The teacher explains the concepts of continuity and change in people's lives. Continuity refers to human or material aspects of life that remain constant or stable through time, such as the need for housing and food. In contrast, change refers to any observable transformation over time, such as women's voting rights. Continuity and change are interdependent and constant, because in all aspects of life we deal with some processes that remain relatively stable, and others that do not.
The teacher also explains that some aspects of life change more quickly than others. History puts these changes into perspective. The terrorist attacks of September 11, 2001, for example, represent dramatic and rapid change, a turning point in Canada's counter-terrorism policy. On the other hand, elections and other functions of the Canadian parliamentary system remain much more stable.

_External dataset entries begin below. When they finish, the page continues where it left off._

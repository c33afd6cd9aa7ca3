//! SupervisorBuilder

use std::collections::HashSet;
use std::sync::Arc;

use crate::agent::{Agent, AgentBuilder};
use crate::error::{Error, Result};
use crate::events::AgentHook;
use crate::model::Model;
use crate::provider::ModelProvider;
use crate::tool::Tool;

use super::handoff::HandoffTool;
use super::{OutputMode, Supervisor, DEFAULT_SUPERVISOR_NAME};

/// Builder for a [`Supervisor`]
///
/// ```ignore
/// let supervisor = Supervisor::builder()
///     .add_workers([interest_rate_agent, pending_tx_agent, customer_details_agent])
///     .model_from_env(O3Mini)
///     .with_system_prompt(SUPERVISOR_PROMPT)
///     .build()
///     .await?;
/// ```
pub struct SupervisorBuilder {
    name: String,
    agent: AgentBuilder,
    workers: Vec<Arc<Agent>>,
    output_mode: OutputMode,
    handoff_back_messages: bool,
}

impl Default for SupervisorBuilder {
    fn default() -> Self {
        Self::new()
    }
}

/// Names become tool names, which providers restrict to `[A-Za-z0-9_-]`
fn validate_name(name: &str) -> Result<()> {
    if name.is_empty() {
        return Err(Error::Config("agent name cannot be empty".to_string()));
    }
    if !name
        .chars()
        .all(|c| c.is_ascii_alphanumeric() || c == '_' || c == '-')
    {
        return Err(Error::Config(format!(
            "agent name '{}' may only contain letters, digits, '_' and '-'",
            name
        )));
    }
    Ok(())
}

impl SupervisorBuilder {
    pub fn new() -> Self {
        Self {
            name: DEFAULT_SUPERVISOR_NAME.to_string(),
            agent: AgentBuilder::new(),
            workers: Vec::new(),
            output_mode: OutputMode::default(),
            handoff_back_messages: true,
        }
    }

    pub fn name(mut self, name: impl Into<String>) -> Self {
        self.name = name.into();
        self
    }

    /// Add a worker; its name is its routing name
    pub fn add_worker(mut self, worker: Agent) -> Self {
        self.workers.push(Arc::new(worker));
        self
    }

    pub fn add_workers(mut self, workers: impl IntoIterator<Item = Agent>) -> Self {
        self.workers.extend(workers.into_iter().map(Arc::new));
        self
    }

    /// The supervisor's model, with key and base URL from the environment
    pub fn model_from_env(mut self, model: impl Model + 'static) -> Self {
        self.agent = self.agent.model_from_env(model);
        self
    }

    pub fn provider(mut self, provider: impl ModelProvider + 'static) -> Self {
        self.agent = self.agent.provider(provider);
        self
    }

    pub fn shared_provider(mut self, provider: Arc<dyn ModelProvider>) -> Self {
        self.agent = self.agent.shared_provider(provider);
        self
    }

    /// The routing prompt
    pub fn with_system_prompt(mut self, prompt: impl Into<String>) -> Self {
        self.agent = self.agent.with_system_prompt(prompt);
        self
    }

    /// A tool the supervisor calls itself, besides the handoff tools
    pub fn add_tool(mut self, tool: impl Tool + 'static) -> Self {
        self.agent = self.agent.add_tool(tool);
        self
    }

    pub fn with_output_mode(mut self, mode: OutputMode) -> Self {
        self.output_mode = mode;
        self
    }

    /// Whether to append the transfer-back message pair after each worker
    ///
    /// Default: true
    pub fn with_handoff_back_messages(mut self, enabled: bool) -> Self {
        self.handoff_back_messages = enabled;
        self
    }

    pub fn with_hook(mut self, hook: impl AgentHook + 'static) -> Self {
        self.agent = self.agent.with_hook(hook);
        self
    }

    /// Build the supervisor
    ///
    /// # Errors
    ///
    /// [`Error::Config`] when there are no workers, a name is invalid, two
    /// workers share a name, or no provider is configured.
    pub async fn build(self) -> Result<Supervisor> {
        validate_name(&self.name)?;
        if self.workers.is_empty() {
            return Err(Error::Config(
                "a supervisor needs at least one worker".to_string(),
            ));
        }

        let mut seen = HashSet::new();
        for worker in &self.workers {
            validate_name(worker.name())?;
            if !seen.insert(worker.name().to_string()) {
                return Err(Error::Config(format!(
                    "duplicate worker name '{}'",
                    worker.name()
                )));
            }
        }

        let mut agent = self.agent.name(self.name);
        for worker in &self.workers {
            agent = agent.add_tool(HandoffTool::new(worker.name()));
        }

        Ok(Supervisor {
            agent: agent.build().await?,
            workers: self.workers,
            output_mode: self.output_mode,
            handoff_back_messages: self.handoff_back_messages,
        })
    }
}
//! Compiled application: a workflow bound to its store and checkpointer
//!
//! ```ignore
//! let app = supervisor.compile(Some(store), Some(checkpointer));
//! let answer = app.chat("What is the account balance of Holly Owen?", "thread-1").await?;
//! ```

use std::sync::Arc;

use serde::{Deserialize, Serialize};
use serde_json::Value;

use crate::agent::{Agent, AgentError, AgentRun};
use crate::checkpoint::{Checkpoint, Checkpointer};
use crate::context::{RunContext, DEFAULT_RECURSION_LIMIT};
use crate::error::{Error, Result};
use crate::events::{AgentEvent, AgentHook};
use crate::store::Store;
use crate::supervisor::Supervisor;
use crate::tool::ToolResult;
use crate::types::Message;

/// Something that can be compiled into an [`App`]: an agent or a supervisor
#[async_trait::async_trait]
pub trait Workflow: Send + Sync {
    fn name(&self) -> &str;

    /// Run over the whole conversation and return it extended
    async fn run(&self, messages: &[Message], ctx: &RunContext) -> std::result::Result<AgentRun, AgentError>;

    /// Register a hook on every agent taking part
    fn add_shared_hook(&self, hook: Arc<dyn AgentHook>);

    /// Terminal rendering of a tool call, if some agent owns the tool
    fn format_tool_input(&self, tool_name: &str, params: &Value) -> Option<String>;

    fn format_tool_output(&self, tool_name: &str, result: &ToolResult) -> Option<String>;

    /// Bind the workflow to a memory store and a checkpointer
    fn compile(
        self,
        store: Option<Arc<dyn Store>>,
        checkpointer: Option<Arc<dyn Checkpointer>>,
    ) -> App
    where
        Self: Sized + 'static,
    {
        App::new(Arc::new(self), store, checkpointer)
    }
}

#[async_trait::async_trait]
impl Workflow for Agent {
    fn name(&self) -> &str {
        Agent::name(self)
    }

    async fn run(&self, messages: &[Message], ctx: &RunContext) -> std::result::Result<AgentRun, AgentError> {
        self.invoke(messages, ctx).await
    }

    fn add_shared_hook(&self, hook: Arc<dyn AgentHook>) {
        Agent::add_shared_hook(self, hook);
    }

    fn format_tool_input(&self, tool_name: &str, params: &Value) -> Option<String> {
        Agent::format_tool_input(self, tool_name, params)
    }

    fn format_tool_output(&self, tool_name: &str, result: &ToolResult) -> Option<String> {
        Agent::format_tool_output(self, tool_name, result)
    }
}

#[async_trait::async_trait]
impl Workflow for Supervisor {
    fn name(&self) -> &str {
        Supervisor::name(self)
    }

    async fn run(&self, messages: &[Message], ctx: &RunContext) -> std::result::Result<AgentRun, AgentError> {
        self.invoke(messages, ctx).await
    }

    fn add_shared_hook(&self, hook: Arc<dyn AgentHook>) {
        Supervisor::add_shared_hook(self, hook);
    }

    fn format_tool_input(&self, tool_name: &str, params: &Value) -> Option<String> {
        Supervisor::format_tool_input(self, tool_name, params)
    }

    fn format_tool_output(&self, tool_name: &str, result: &ToolResult) -> Option<String> {
        Supervisor::format_tool_output(self, tool_name, result)
    }
}

/// Per-invocation configuration
#[derive(Debug, Clone, Default)]
pub struct InvokeConfig {
    /// Conversation thread; required when the app has a checkpointer
    pub thread_id: Option<String>,
    /// Overrides the app's recursion limit for this call
    pub recursion_limit: Option<usize>,
}

impl InvokeConfig {
    pub fn thread(thread_id: impl Into<String>) -> Self {
        Self {
            thread_id: Some(thread_id.into()),
            recursion_limit: None,
        }
    }

    pub fn with_recursion_limit(mut self, limit: usize) -> Self {
        self.recursion_limit = Some(limit);
        self
    }
}

/// Final state of an invocation
#[derive(Debug, Clone, Default, PartialEq, Serialize, Deserialize)]
pub struct State {
    pub messages: Vec<Message>,
}

impl State {
    pub fn last_message(&self) -> Option<&Message> {
        self.messages.last()
    }

    /// Text of the last message, the user-visible answer
    pub fn text(&self) -> String {
        self.last_message().map(Message::text).unwrap_or_default()
    }
}

/// A compiled workflow
pub struct App {
    workflow: Arc<dyn Workflow>,
    store: Option<Arc<dyn Store>>,
    checkpointer: Option<Arc<dyn Checkpointer>>,
    recursion_limit: usize,
    hooks: Arc<parking_lot::RwLock<Vec<Arc<dyn AgentHook>>>>,
}

impl App {
    pub fn new(
        workflow: Arc<dyn Workflow>,
        store: Option<Arc<dyn Store>>,
        checkpointer: Option<Arc<dyn Checkpointer>>,
    ) -> Self {
        Self {
            workflow,
            store,
            checkpointer,
            recursion_limit: DEFAULT_RECURSION_LIMIT,
            hooks: Arc::new(parking_lot::RwLock::new(Vec::new())),
        }
    }

    /// Maximum model calls per invocation (default 25)
    pub fn with_recursion_limit(mut self, limit: usize) -> Self {
        self.recursion_limit = limit;
        self
    }

    pub fn workflow(&self) -> &Arc<dyn Workflow> {
        &self.workflow
    }

    pub fn store(&self) -> Option<&Arc<dyn Store>> {
        self.store.as_ref()
    }

    pub fn checkpointer(&self) -> Option<&Arc<dyn Checkpointer>> {
        self.checkpointer.as_ref()
    }

    /// Observe the app's checkpoint events and every agent's events
    pub fn add_hook(&self, hook: impl AgentHook + 'static) {
        let hook: Arc<dyn AgentHook> = Arc::new(hook);
        self.hooks.write().push(hook.clone());
        self.workflow.add_shared_hook(hook);
    }

    fn emit_event(&self, event: AgentEvent) {
        for hook in self.hooks.read().iter() {
            hook.on_event(&event);
        }
    }

    /// Run one turn
    ///
    /// Loads the thread's conversation, appends `input`, runs the workflow
    /// and saves the result. Without a checkpointer every call starts from
    /// `input` alone.
    ///
    /// # Errors
    ///
    /// [`Error::Config`] when a checkpointer is configured but no thread id
    /// was given; otherwise whatever the workflow or persistence fails with.
    pub async fn invoke(&self, input: Vec<Message>, config: &InvokeConfig) -> Result<State> {
        let thread_id = config.thread_id.as_deref().filter(|t| !t.is_empty());

        let checkpoint = match (&self.checkpointer, thread_id) {
            (Some(_), None) => {
                return Err(Error::Config(
                    "a thread_id is required when the app has a checkpointer".to_string(),
                ))
            }
            (Some(checkpointer), Some(thread_id)) => {
                let checkpoint = checkpointer
                    .load(thread_id)
                    .await?
                    .unwrap_or_else(|| Checkpoint::new(thread_id));
                self.emit_event(AgentEvent::CheckpointLoaded {
                    thread_id: thread_id.to_string(),
                    message_count: checkpoint.messages.len(),
                });
                Some(checkpoint)
            }
            (None, _) => None,
        };

        let mut messages = checkpoint
            .as_ref()
            .map(|c| c.messages.clone())
            .unwrap_or_default();
        messages.extend(input);

        let mut ctx = RunContext::new()
            .with_recursion_limit(config.recursion_limit.unwrap_or(self.recursion_limit));
        if let Some(thread_id) = thread_id {
            ctx = ctx.with_thread_id(thread_id);
        }
        if let Some(store) = &self.store {
            ctx = ctx.with_store(store.clone());
        }

        let run = self.workflow.run(&messages, &ctx).await?;

        if let (Some(checkpointer), Some(checkpoint)) = (&self.checkpointer, checkpoint) {
            let next = checkpoint.advance(run.messages.clone());
            checkpointer.save(&next).await?;
            log::info!(
                "saved thread '{}' at step {} ({} messages)",
                next.thread_id,
                next.step,
                next.messages.len()
            );
            self.emit_event(AgentEvent::CheckpointSaved {
                thread_id: next.thread_id.clone(),
                step: next.step,
                message_count: next.messages.len(),
            });
        }

        Ok(State {
            messages: run.messages,
        })
    }

    /// Send one user message on `thread_id` and return the answer text
    pub async fn chat(&self, query: &str, thread_id: &str) -> Result<String> {
        let state = self
            .invoke(vec![Message::user(query)], &InvokeConfig::thread(thread_id))
            .await?;
        Ok(state.text())
    }

    /// Persisted state of a thread, if any
    pub async fn state(&self, thread_id: &str) -> Result<Option<State>> {
        let Some(checkpointer) = &self.checkpointer else {
            return Ok(None);
        };
        Ok(checkpointer.load(thread_id).await?.map(|c| State {
            messages: c.messages,
        }))
    }
}

impl std::fmt::Debug for App {
    fn fmt(&self, f: &mut std::fmt::Formatter<'_>) -> std::fmt::Result {
        f.debug_struct("App")
            .field("workflow", &self.workflow.name())
            .field("store", &self.store.is_some())
            .field("checkpointer", &self.checkpointer.is_some())
            .field("recursion_limit", &self.recursion_limit)
            .finish()
    }
}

The teacher also points out that historical change can be positive or negative. Contrary to popular belief, change does not automatically lead to progress, any more than continuity represents stagnation. As a result, a perceived positive change (e.g. the development of air travel) can also have negative effects (e.g. air pollution). To be able to judge the direction of change, it is a good idea to compare two moments – either two points in the past, or a point in the past with a point in the present.
- Explains the work to be completed during the activity, which involves identifying the positive or negative elements of continuity and change in the Sandy Hill neighbourhood, as indicated in the virtual exhibition; these will be presented in an audio-visual report at an important community event in the neighborhood.
- Divides the students into teams, ensuring that each team has access to a computer.
- Provides each team with Worksheet 1: Analyzing continuity and change through history, which will be used to organize and analyze the information collected by the students.
- Explains that their work to analyze the historical evolution of Sandy Hill from the time of its creation in the 19th century must include:
- Elements of continuity (which aspects of the territory, architecture and population have remained constant?)
- Elements of change (what aspects of the territory, architecture and population have changed over the years?).
- Invites students to visit the virtual exhibition section, “Living in Sandy Hill.”
- Observes and guides student work in analyzing information and data from the virtual exhibition.
- Encourages students to read and make sense of the historical sources used in the virtual exhibition, including Google maps, to find relevant information and evidence to support their analysis.
- Ensures that each team completes the worksheet and provides a detailed answer to the inquiry question.
- Asks each team to choose a spokesperson.
- Invites the spokespeople to present their findings based on their team’s responses to Worksheet 1.
- Facilitates an exchange within the class based on the answers presented, with the intention of tracing the historical evolution of the Sandy Hill neighborhood, taking into account continuity and change.
- Collects worksheets and provides written feedback to the teams.
- Asks students to evaluate the positive and negative effects of change in the Sandy Hill neighbourhood on the lives of Francophones.
- Asks each student to answer the following question: To what extent has the development of Sandy Hill improved the living conditions of Francophones since the 19th century?
- Assists the student in developing his/her answer on Worksheet 2 and, based on the positive/negative aspects identified during the activity, to prepare a radio or television report for a community event in Sandy Hill.